FIG. 6 is a cross-sectional view of the Y-color LED lamp of FIG. 5;
It is sectional drawing along the Y line.

FIG. 7 is a plan view showing the all-color LED lamp of FIG. 5 as viewed from above.

FIG. 8 is a plan view illustrating an all-color LED lamp according to a third embodiment of the present invention when viewed from above.

FIG. 9 is a view showing the Z-axis of the all-color LED lamp of FIG.
It is sectional drawing along the Z line.

[Explanation of symbols]

 10, 20, 30 All-color light emitting LED lamp 11R Red LED chip 11G Green LED chip 11B Blue LED chip 12 Lead frame (lead) 15 Resin mold (enclosure) 16 Lens 21 Common lead frame (lead) 22 Individual lead frame (Lead) 31 Base (outer body) 32 Lead frame (lead) 33 Reflector (outer body) 34 Resin mold (outer body) 100 Display device 100a Unit dot

Claims (2)

[Claims] 1. A red light emitting diode chip that emits red light, a green light emitting diode chip that emits green light, and a blue light emitting diode chip that emits blue light, which are arranged in a substantially equilateral triangular shape at equal intervals in plan view.

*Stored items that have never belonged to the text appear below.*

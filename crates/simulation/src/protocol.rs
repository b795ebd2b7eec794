//! Session text protocol for the headless driver.
//!
//! Defines the JSON command/response envelope external programs use to
//! drive a session over newline-delimited JSON on stdin/stdout. These types
//! live in the `simulation` crate so they can be unit-tested without the
//! app binary; the I/O loop lives in `crates/app`.

use serde::{Deserialize, Serialize};

use crate::geo::Location;
use crate::incidents::IncidentPriority;
use crate::observation::SessionObservation;

pub const PROTOCOL_VERSION: u32 = 1;

// ---------------------------------------------------------------------------
// Commands (stdin → simulation)
// ---------------------------------------------------------------------------

/// A single command sent by the external program over stdin. Each line of
/// stdin is parsed as one `SessionCommand`, with `cmd` as the tag.
#[derive(Debug, Deserialize)]
#[serde(tag = "cmd")]
pub enum SessionCommand {
    /// Request the current session snapshot.
    #[serde(rename = "observe")]
    Observe,

    /// Report a new incident.
    #[serde(rename = "report")]
    Report {
        location: Location,
        priority: IncidentPriority,
        description: String,
    },

    /// Advance the simulation by `ticks` fixed-update ticks.
    #[serde(rename = "step")]
    Step { ticks: u64 },

    /// Archive a resolved incident.
    #[serde(rename = "archive")]
    Archive { incident_id: String },

    /// Start or stop the background scenario generator.
    #[serde(rename = "scenario")]
    Scenario { running: bool },

    /// Gracefully shut down the session.
    #[serde(rename = "quit")]
    Quit,
}

// ---------------------------------------------------------------------------
// Responses (simulation → stdout)
// ---------------------------------------------------------------------------

/// Every response carries the protocol version and a tagged payload.
#[derive(Debug, Serialize)]
pub struct SessionResponse {
    pub protocol_version: u32,
    #[serde(flatten)]
    pub payload: ResponsePayload,
}

#[derive(Debug, Serialize)]
#[serde(tag = "type")]
pub enum ResponsePayload {
    /// The simulation is ready to accept commands.
    #[serde(rename = "ready")]
    Ready,

    /// A session snapshot.
    #[serde(rename = "observation")]
    Observation { observation: SessionObservation },

    /// A command was accepted.
    #[serde(rename = "ack")]
    Ack { message: String },

    /// The simulation has advanced; reports the current tick counter.
    #[serde(rename = "step_complete")]
    StepComplete { tick: u64 },

    /// A command failed; the session keeps running.
    #[serde(rename = "error")]
    Error { message: String },
}

pub fn make_response(payload: ResponsePayload) -> SessionResponse {
    SessionResponse {
        protocol_version: PROTOCOL_VERSION,
        payload,
    }
}
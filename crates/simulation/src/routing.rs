//! Road-route fetching from an opaque external provider.
//!
//! When a vehicle enters `EnRoute` with an empty polyline, exactly one
//! request per `(vehicle, destination)` pair goes to the provider on the
//! async task pool; until it resolves the vehicle moves in a straight line.
//! Responses are cached by rounded-coordinate leg key so identical legs
//! never hit the provider twice, and a failed leg stays on the straight-line
//! fallback for good. A response landing after the vehicle has moved on to a
//! different destination is dropped.

use std::collections::{HashMap, HashSet};
use std::future::Future;
use std::pin::Pin;
use std::sync::Arc;

use bevy::prelude::*;
use bevy::tasks::{block_on, AsyncComputeTaskPool, Task};

use crate::config::ROUTE_KEY_DECIMALS;
use crate::fleet::{Ambulance, AmbulanceStatus};
use crate::geo::Location;
use crate::simulation_sets::SimulationSet;

pub type BoxFuture<T> = Pin<Box<dyn Future<Output = T> + Send + 'static>>;

// ---------------------------------------------------------------------------
// Provider contract
// ---------------------------------------------------------------------------

#[derive(Debug, Clone)]
pub struct RouteError(pub String);

impl std::fmt::Display for RouteError {
    fn fmt(&self, f: &mut std::fmt::Formatter<'_>) -> std::fmt::Result {
        write!(f, "route provider failed: {}", self.0)
    }
}

impl std::error::Error for RouteError {}

/// External road-routing service: start + end in, ordered waypoints out.
pub trait RouteProvider: Send + Sync + 'static {
    fn fetch_route(&self, start: Location, end: Location)
        -> BoxFuture<Result<Vec<Location>, RouteError>>;
}

/// Built-in stand-in for the road-routing service: a dog-leg polyline
/// through the corner point, which exercises the follower's multi-leg
/// walking without a road network.
pub struct SyntheticRoutes;

impl RouteProvider for SyntheticRoutes {
    fn fetch_route(
        &self,
        start: Location,
        end: Location,
    ) -> BoxFuture<Result<Vec<Location>, RouteError>> {
        Box::pin(async move {
            let corner = Location::new(start.lat, end.lng);
            Ok(vec![start, corner, end])
        })
    }
}

/// The route provider in use for this session.
#[derive(Resource)]
pub struct Router(pub Arc<dyn RouteProvider>);

impl Default for Router {
    fn default() -> Self {
        Self(Arc::new(SyntheticRoutes))
    }
}

// ---------------------------------------------------------------------------
// Request bookkeeping
// ---------------------------------------------------------------------------

/// A coordinate pair rounded for keying (5 decimals ≈ 1 m).
pub type CoordKey = (i64, i64);

/// A full leg key: rounded start + rounded end.
pub type LegKey = (CoordKey, CoordKey);

pub fn coord_key(loc: Location) -> CoordKey {
    let scale = 10f64.powi(ROUTE_KEY_DECIMALS as i32);
    ((loc.lat * scale).round() as i64, (loc.lng * scale).round() as i64)
}

pub fn leg_key(start: Location, end: Location) -> LegKey {
    (coord_key(start), coord_key(end))
}

/// In-flight, cached, and failed route requests.
#[derive(Resource, Default)]
pub struct RouteRequests {
    /// Completed legs by rounded start/end, so identical legs are free.
    pub cache: HashMap<LegKey, Vec<Location>>,
    /// One in-flight request per (vehicle, destination).
    pending: HashMap<(Entity, CoordKey), Task<Result<Vec<Location>, RouteError>>>,
    /// Legs whose fetch failed; those stay on straight-line for good.
    failed: HashSet<(Entity, CoordKey)>,
}

impl RouteRequests {
    pub fn is_pending(&self, vehicle: Entity, destination: Location) -> bool {
        self.pending.contains_key(&(vehicle, coord_key(destination)))
    }

    pub fn has_failed(&self, vehicle: Entity, destination: Location) -> bool {
        self.failed.contains(&(vehicle, coord_key(destination)))
    }

    /// Drop all in-flight and failed state for a vehicle (its leg is over).
    pub fn forget_vehicle(&mut self, vehicle: Entity) {
        self.pending.retain(|(v, _), _| *v != vehicle);
        self.failed.retain(|(v, _)| *v != vehicle);
    }
}

// ---------------------------------------------------------------------------
// Systems
// ---------------------------------------------------------------------------

/// Issue route requests for en-route vehicles that have no polyline yet.
pub fn request_routes(
    router: Res<Router>,
    mut requests: ResMut<RouteRequests>,
    mut fleet: Query<(Entity, &mut Ambulance)>,
) {
    for (entity, mut amb) in &mut fleet {
        if amb.status != AmbulanceStatus::EnRoute || !amb.route_path.is_empty() {
            continue;
        }
        let Some(destination) = amb.destination else {
            continue;
        };
        // Already arrived positions never need a route.
        if amb.location == destination {
            continue;
        }
        if requests.is_pending(entity, destination) || requests.has_failed(entity, destination) {
            continue;
        }

        let key = leg_key(amb.location, destination);
        if let Some(cached) = requests.cache.get(&key) {
            amb.route_path = cached.clone();
            continue;
        }

        let task = AsyncComputeTaskPool::get().spawn(
            router.0.fetch_route(amb.location, destination),
        );
        requests
            .pending
            .insert((entity, coord_key(destination)), task);
    }
}

/// Poll in-flight route requests and install completed polylines.
///
/// A polyline is installed only when its vehicle is still `EnRoute` toward
/// the same destination with an empty path; anything else means the answer
/// is stale and only the cache keeps it.
pub fn collect_route_results(
    mut requests: ResMut<RouteRequests>,
    mut fleet: Query<(Entity, &mut Ambulance)>,
) {
    let mut done: Vec<((Entity, CoordKey), Result<Vec<Location>, RouteError>)> = Vec::new();
    requests.pending.retain(|key, task| {
        match block_on(futures_lite::future::poll_once(task)) {
            Some(result) => {
                done.push((*key, result));
                false
            }
            None => true,
        }
    });

    for ((entity, dest_key), result) in done {
        match result {
            Ok(waypoints) => {
                let mut installed = false;
                if let Ok((_, mut amb)) = fleet.get_mut(entity) {
                    let current_dest = amb.destination;
                    if amb.status == AmbulanceStatus::EnRoute
                        && amb.route_path.is_empty()
                        && current_dest.is_some_and(|d| coord_key(d) == dest_key)
                    {
                        if let Some(first) = waypoints.first() {
                            requests
                                .cache
                                .insert(leg_key(*first, waypoints[waypoints.len() - 1]), waypoints.clone());
                        }
                        amb.route_path = waypoints;
                        installed = true;
                    }
                }
                if !installed {
                    // Stale: the vehicle moved on before the provider answered.
                    debug!("dropping stale route result for {entity:?}");
                }
            }
            Err(e) => {
                warn!("{e}; staying on straight-line for this leg");
                requests.failed.insert((entity, dest_key));
            }
        }
    }
}

// ---------------------------------------------------------------------------
// Plugin
// ---------------------------------------------------------------------------

pub struct RoutingPlugin;

impl Plugin for RoutingPlugin {
    fn build(&self, app: &mut App) {
        app.init_resource::<Router>()
            .init_resource::<RouteRequests>()
            .add_systems(
                FixedUpdate,
                (request_routes, collect_route_results)
                    .chain()
                    .after(crate::dispatch::apply_advisory_decisions)
                    .in_set(SimulationSet::Simulation),
            );
    }
}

A lead electrically connected to each of the three light emitting diode chips; and an outer shape formed in a substantially equilateral triangular prism shape corresponding to the arrangement of the three light emitting diode chips. And an outer enclosure surrounding and protecting the periphery of the light emitting diode, and wherein each of the light emitting diode chips is arranged near each corner of the outer enclosure. Color light emitting diode lamp. 2. A display device comprising a plurality of all-color light emitting diode lamps according to claim 1, wherein six all-color light emitting diode lamps are annularly arranged. The six full-color light-emitting diode lamps, which substantially consist of a set of unit dots having a substantially regular hexagonal shape, forming the unit dots, in a state where the side surfaces of the enclosure are in contact with each other, and A display device, wherein one of the all-color light emitting diode lamps adjacent to each other is arranged in an annular shape in a relationship rotated by 180 degrees relative to the other.